WHAT IS BEING ASKED
Using the listing below, set down each line from the line containing "assert_eq!(day.status, DayStatus::History);" through the line containing "assert_eq!(backlog[0].source_hour, Some(14));", both ends included, exactly and with nothing added.
===============
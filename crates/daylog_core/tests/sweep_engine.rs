use chrono::{TimeZone, Utc};
use daylog_core::db::open_db_in_memory;
use daylog_core::repo::backlog_repo::{BacklogRepository, SqliteBacklogRepository};
use daylog_core::repo::day_repo::{DayRepository, SlotText, SqliteDayRepository};
use daylog_core::repo::sweep_repo::{SqliteSweepRepository, SweepRepository};
use daylog_core::repo::todo_repo::{NewTodo, SqliteTodoRepository, TodoRepository};
use daylog_core::repo::user_repo::{SqliteUserRepository, UserRepository};
use daylog_core::service::sweep_service::SweepService;
use daylog_core::service::ServiceError;
use daylog_core::{DateKey, DayStatus, Todo, TodoStatus, UserId};
use rusqlite::Connection;

const DAY: &str = "2026-10-16";
const TODAY: &str = "2026-10-17";

fn key(value: &str) -> DateKey {
    DateKey::parse(value).unwrap()
}

fn setup() -> (Connection, UserId) {
    let conn = open_db_in_memory().unwrap();
    let user = SqliteUserRepository::try_new(&conn)
        .unwrap()
        .create_user("UTC")
        .unwrap();
    (conn, user.id)
}

/// Adds a todo while `date` was still today.
fn add(
    conn: &Connection,
    user_id: UserId,
    date: &str,
    hour: u8,
    title: &str,
    minutes: i64,
) -> Todo {
    SqliteTodoRepository::try_new(conn)
        .unwrap()
        .create_todo(
            user_id,
            key(date),
            hour,
            &NewTodo {
                title: title.to_string(),
                estimated_minutes: minutes,
                actual_minutes: None,
            },
            key(date),
        )
        .unwrap()
}

fn mark_done(conn: &Connection, user_id: UserId, todo: &Todo, date: &str) {
    SqliteTodoRepository::try_new(conn)
        .unwrap()
        .set_status(user_id, todo.id, TodoStatus::Done, key(date))
        .unwrap();
}

fn count(conn: &Connection, sql: &str) -> i64 {
    conn.query_row(sql, [], |row| row.get(0)).unwrap()
}

#[test]
fn sweep_freezes_score_and_defers_pending_work() {
    let (conn, user_id) = setup();
    let done = add(&conn, user_id, DAY, 9, "write report", 10);
    let pending = add(&conn, user_id, DAY, 14, "review notes", 20);
    mark_done(&conn, user_id, &done, DAY);

    let sweeps = SqliteSweepRepository::try_new(&conn).unwrap();
    let report = sweeps
        .sweep_day(user_id, key(DAY), 1_760_000_000_000)
        .unwrap()
        .unwrap();
    assert_eq!(report.score, 33);
    assert_eq!(report.deferred_count(), 1);
    assert_eq!(report.swept_at, 1_760_000_000_000);
    assert!(report
        .summary
        .contains("Score: 33/100 (10 of 30 estimated minutes, 1 done, 1 deferred)"));
    assert!(report.summary.contains("  [x] write report (10m)"));
    assert!(report.summary.contains("  [ ] review notes (20m)"));

    let day = SqliteDayRepository::try_new(&conn)
        .unwrap()
        .get_day(user_id, key(DAY))
        .unwrap()
        .unwrap();
    assert_eq!(day.status, DayStatus::History);
    assert!(day.is_locked);
    assert_eq!(day.score, Some(33));
    assert_eq!(day.swept_at, Some(1_760_000_000_000));
    assert_eq!(day.summary.as_deref(), Some(report.summary.as_str()));

    let backlog = SqliteBacklogRepository::try_new(&conn)
        .unwrap()
        .list_items(user_id)
        .unwrap();
    assert_eq!(backlog.len(), 1);
    assert_eq!(backlog[0].id, report.backlog_item_ids[0]);
    assert_eq!(backlog[0].title, "review notes");
    assert_eq!(backlog[0].estimated_minutes, 20);
    assert_eq!(backlog[0].source_date, Some(key(DAY)));
    assert_eq!(backlog[0].source_hour, Some(14));

    let todos = SqliteTodoRepository::try_new(&conn).unwrap();
    assert!(todos.get_todo(user_id, pending.id).unwrap().is_none());
    assert!(todos.get_todo(user_id, done.id).unwrap().is_some());
}

#[test]
fn second_sweep_is_a_no_op() {
    let (conn, user_id) = setup();
    add(&conn, user_id, DAY, 9, "pending", 15);
    let sweeps = SqliteSweepRepository::try_new(&conn).unwrap();

    let first = sweeps.sweep_day(user_id, key(DAY), 1_000).unwrap().unwrap();
    assert!(sweeps.sweep_day(user_id, key(DAY), 2_000).unwrap().is_none());

    let day = SqliteDayRepository::try_new(&conn)
        .unwrap()
        .get_day(user_id, key(DAY))
        .unwrap()
        .unwrap();
    assert_eq!(day.swept_at, Some(1_000));
    assert_eq!(day.score, Some(first.score));
    assert_eq!(day.summary, Some(first.summary));
    assert_eq!(count(&conn, "SELECT COUNT(*) FROM backlog_items;"), 1);
}

#[test]
fn sweep_of_missing_day_does_nothing() {
    let (conn, user_id) = setup();
    let sweeps = SqliteSweepRepository::try_new(&conn).unwrap();
    assert!(sweeps.sweep_day(user_id, key(DAY), 1).unwrap().is_none());
    assert_eq!(count(&conn, "SELECT COUNT(*) FROM daily_logs;"), 0);
}

#[test]
fn sweep_keeps_manual_score_and_handles_empty_days() {
    let (conn, user_id) = setup();
    let days = SqliteDayRepository::try_new(&conn).unwrap();
    days.ensure_day(user_id, key(DAY), key(DAY)).unwrap();
    days.set_score(user_id, key(DAY), 90, key(DAY)).unwrap();
    days.ensure_day(user_id, key("2026-10-15"), key(TODAY))
        .unwrap();

    let sweeps = SqliteSweepRepository::try_new(&conn).unwrap();
    let manual = sweeps.sweep_day(user_id, key(DAY), 5).unwrap().unwrap();
    assert_eq!(manual.score, 90);

    let empty = sweeps
        .sweep_day(user_id, key("2026-10-15"), 5)
        .unwrap()
        .unwrap();
    assert_eq!(empty.score, 0);
    assert!(empty.backlog_item_ids.is_empty());
    assert!(empty.summary.ends_with("No activity recorded."));

    let err = days
        .set_score(user_id, key(DAY), 10, key(TODAY))
        .unwrap_err();
    assert!(err.to_string().contains("swept"));
    let err = days
        .set_locked(user_id, key(DAY), false, key(TODAY))
        .unwrap_err();
    assert!(err.to_string().contains("swept"));
}

#[test]
fn failing_sweep_leaves_day_open() {
    let (conn, user_id) = setup();
    add(&conn, user_id, DAY, 8, "fine", 5);
    add(&conn, user_id, DAY, 9, "explode", 5);
    conn.execute_batch(
        "CREATE TRIGGER fail_backlog_insert
         BEFORE INSERT ON backlog_items
         WHEN NEW.title = 'explode'
         BEGIN
             SELECT RAISE(ABORT, 'simulated failure');
         END;",
    )
    .unwrap();

    let sweeps = SqliteSweepRepository::try_new(&conn).unwrap();
    assert!(sweeps.sweep_day(user_id, key(DAY), 1).is_err());

    let day = SqliteDayRepository::try_new(&conn)
        .unwrap()
        .get_day(user_id, key(DAY))
        .unwrap()
        .unwrap();
    assert!(day.swept_at.is_none());
    assert!(!day.is_locked);
    assert!(day.score.is_none());
    assert_eq!(count(&conn, "SELECT COUNT(*) FROM backlog_items;"), 0);
    assert_eq!(count(&conn, "SELECT COUNT(*) FROM todos;"), 2);
}

#[test]
fn sweep_all_closes_past_days_and_continues_after_failures() {
    let (conn, user_id) = setup();
    add(&conn, user_id, "2026-10-13", 9, "old", 10);
    add(&conn, user_id, "2026-10-14", 9, "explode", 10);
    add(&conn, user_id, "2026-10-15", 9, "recent", 10);
    add(&conn, user_id, TODAY, 9, "today", 10);
    add(&conn, user_id, "2026-10-20", 9, "future", 10);
    conn.execute_batch(
        "CREATE TRIGGER fail_backlog_insert
         BEFORE INSERT ON backlog_items
         WHEN NEW.title = 'explode'
         BEGIN
             SELECT RAISE(ABORT, 'simulated failure');
         END;",
    )
    .unwrap();

    let sweeps = SqliteSweepRepository::try_new(&conn).unwrap();
    assert_eq!(
        sweeps.list_unswept_before(user_id, key(TODAY)).unwrap(),
        vec![key("2026-10-13"), key("2026-10-14"), key("2026-10-15")]
    );

    let service = SweepService::new(sweeps);
    let now = Utc.with_ymd_and_hms(2026, 10, 17, 8, 0, 0).unwrap();
    let report = service
        .sweep_all_past_unswept(user_id, key(TODAY), now)
        .unwrap();
    assert_eq!(report.attempted, 3);
    assert_eq!(report.swept, 2);
    assert_eq!(report.failed, 1);

    let remaining = SqliteSweepRepository::try_new(&conn)
        .unwrap()
        .list_unswept_before(user_id, key(TODAY))
        .unwrap();
    assert_eq!(remaining, vec![key("2026-10-14")]);

    let days = SqliteDayRepository::try_new(&conn).unwrap();
    let today = days.get_day(user_id, key(TODAY)).unwrap().unwrap();
    assert!(today.swept_at.is_none());
    let swept = days.get_day(user_id, key("2026-10-13")).unwrap().unwrap();
    assert_eq!(swept.swept_at, Some(now.timestamp_millis()));
}

#[test]
fn sweep_one_validates_date_input() {
    let (conn, user_id) = setup();
    let service = SweepService::new(SqliteSweepRepository::try_new(&conn).unwrap());
    let now = Utc.with_ymd_and_hms(2026, 10, 17, 8, 0, 0).unwrap();
    let err = service.sweep_one(user_id, "16/10/2026", now).unwrap_err();
    assert!(matches!(err, ServiceError::InvalidDateKey(_)));
}

#[test]
fn swept_day_rejects_further_edits() {
    let (conn, user_id) = setup();
    let todo = add(&conn, user_id, DAY, 9, "done", 10);
    mark_done(&conn, user_id, &todo, DAY);
    SqliteSweepRepository::try_new(&conn)
        .unwrap()
        .sweep_day(user_id, key(DAY), 1)
        .unwrap()
        .unwrap();

    let days = SqliteDayRepository::try_new(&conn).unwrap();
    let err = days
        .update_slot_text(user_id, key(DAY), 9, SlotText::Reflection, "late", key(TODAY))
        .unwrap_err();
    assert!(err.to_string().contains("locked"));
    let err = SqliteTodoRepository::try_new(&conn)
        .unwrap()
        .set_status(user_id, todo.id, TodoStatus::Pending, key(DAY))
        .unwrap_err();
    assert!(err.to_string().contains("locked"));
}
===============
SOLUTION TO THIS EXERCISE
    assert_eq!(day.status, DayStatus::History);
    assert!(day.is_locked);
    assert_eq!(day.score, Some(33));
    assert_eq!(day.swept_at, Some(1_760_000_000_000));
    assert_eq!(day.summary.as_deref(), Some(report.summary.as_str()));

    let backlog = SqliteBacklogRepository::try_new(&conn)
        .unwrap()
        .list_items(user_id)
        .unwrap();
    assert_eq!(backlog.len(), 1);
    assert_eq!(backlog[0].id, report.backlog_item_ids[0]);
    assert_eq!(backlog[0].title, "review notes");
    assert_eq!(backlog[0].estimated_minutes, 20);
    assert_eq!(backlog[0].source_date, Some(key(DAY)));
    assert_eq!(backlog[0].source_hour, Some(14));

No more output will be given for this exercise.